Voor de statistieken:
V: 66.395; A: 66.590
zon op: 7.11; zon onder 19.09
dinsdag 15 maart: ValenciaV: 66.395; A: 66.590
zon op: 7.11; zon onder 19.09
Om twee uur de Mascléta: een knalvuurwerk van zo’n 5
minuten, waarbij alles dreunt, kreunt en steunt.

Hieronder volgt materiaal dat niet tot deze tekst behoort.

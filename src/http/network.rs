//! The network interface a client under test talks to.
//!
//! A client hands the network a request together with up to three callbacks
//! and, optionally, a payload sink for the body. Everything after `send`
//! returns happens on some other thread.

use std::io::{Cursor, Seek, Write};
use std::sync::{Arc, Mutex, MutexGuard, PoisonError};

use crate::http::{NetworkRequest, NetworkResponse, RequestId, SendOutcome};

/// Completion callback; invoked exactly once per request.
pub type Callback = Arc<dyn Fn(NetworkResponse) + Send + Sync>;

/// Invoked once per response header, in order.
pub type HeaderCallback = Arc<dyn Fn(&str, &str) + Send + Sync>;

/// Streaming body delivery: `(chunk, offset, length)`.
pub type DataCallback = Arc<dyn Fn(&[u8], u64, usize) + Send + Sync>;

/// Anything a response body can be written into.
pub trait PayloadSink: Write + Seek + Send {}

impl<T: Write + Seek + Send> PayloadSink for T {}

/// Shared body sink, written from the network thread.
pub type Payload = Arc<Mutex<dyn PayloadSink>>;

/// Lock a payload sink. A writer that panicked mid-write leaves bytes that
/// are still worth inspecting, so poisoning is ignored.
pub fn lock_payload(payload: &Payload) -> MutexGuard<'_, dyn PayloadSink + 'static> {
    payload.lock().unwrap_or_else(PoisonError::into_inner)
}

/// In-memory payload sink that stays inspectable after being handed out.
#[derive(Debug, Clone, Default)]
pub struct PayloadBuffer {
    inner: Arc<Mutex<Cursor<Vec<u8>>>>,
}

impl PayloadBuffer {
    pub fn new() -> Self {
        Self::default()
    }

    /// Start from existing contents, positioned at the beginning.
    pub fn with_contents(contents: impl Into<Vec<u8>>) -> Self {
        Self {
            inner: Arc::new(Mutex::new(Cursor::new(contents.into()))),
        }
    }

    /// A type-erased handle for [`Network::send`].
    pub fn payload(&self) -> Payload {
        self.inner.clone()
    }

    pub fn contents(&self) -> Vec<u8> {
        self.lock().get_ref().clone()
    }

    pub fn position(&self) -> u64 {
        self.lock().position()
    }

    fn lock(&self) -> MutexGuard<'_, Cursor<Vec<u8>>> {
        self.inner.lock().unwrap_or_else(PoisonError::into_inner)
    }
}

/// Transport abstraction the client under test is written against.
pub trait Network: Send + Sync {
    /// Start a request. Returns immediately; all delivery is asynchronous.
    fn send(
        &self,
        request: NetworkRequest,
        payload: Option<Payload>,
        callback: Callback,
        header_callback: HeaderCallback,
        data_callback: Option<DataCallback>,
    ) -> SendOutcome;

    /// Abort a request previously started with [`Network::send`].
    fn cancel(&self, id: RequestId);
}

Uiteindelijk wordt op de laatste dag van de Fallas (de dag
van San José – 19 maart) de hele santenkraam in de hens gestoken met
uitzondering van enkele van de mooiste poppen (ninots) die van de vuurdood
worden gered en tentoongesteld worden in het Fallarmuseum samen met alle
uitverkoren poppen vanaf 1934, posters en schilderijen van de
Fallaskoninginnen.
woensdag 16 maart:
Valencia
de ideale schoonmoeder?
donderdag 17 maart:
Valencia
Niet alleen op het plein voor het gemeentehuis wordt
vuurwerk afgestoken: elke buurt had vandaag zijn eigen mascléta. Dat merkten
we toen we ons door de metro in de buurt van de haven hadden laten afzetten en naar
het centrum terugliepen van beeldengroep naar beeldengroep. Het knalde er behoorlijk
op los, volgens W. was de wereld aan het vergaan.
In het centrum was inmiddels de bloemenprocessie begonnen.
Het hoe en waarom heb ik vorig jaar uitvoerig beschreven, dus deze keer alleen
een paar foto’s.
Op de terugreis naar de camperplek hadden we nog ruzie met
de metro-automaat, bleek dat we verkeerde kaartjes hadden gekocht. Reclameren
bij het loket ging met handen en voeten: onze cursus Spaans behandelt pas in
hoofdstuk 19 het onderwerp “problemen met Spaanse vervoersdiensten” en we zijn
pas bij hoofdstuk 3 met als titel “Vino tinto van onder de Euro per liter is
soms best te pruimen”. In eerste instantie mochten we voor een euro of zeven
Valencia verlaten, maar toen bleek dat ik pensionado was (sorry, maar u ziet er
nog zo jong uit! De slijmjurken), werd de prijs weer gehalveerd. Hoefde ook
hier weer géén legitimatiebewijs te tonen, grenzeloos vertrouwen in de mensheid
hebben die Spanjolen.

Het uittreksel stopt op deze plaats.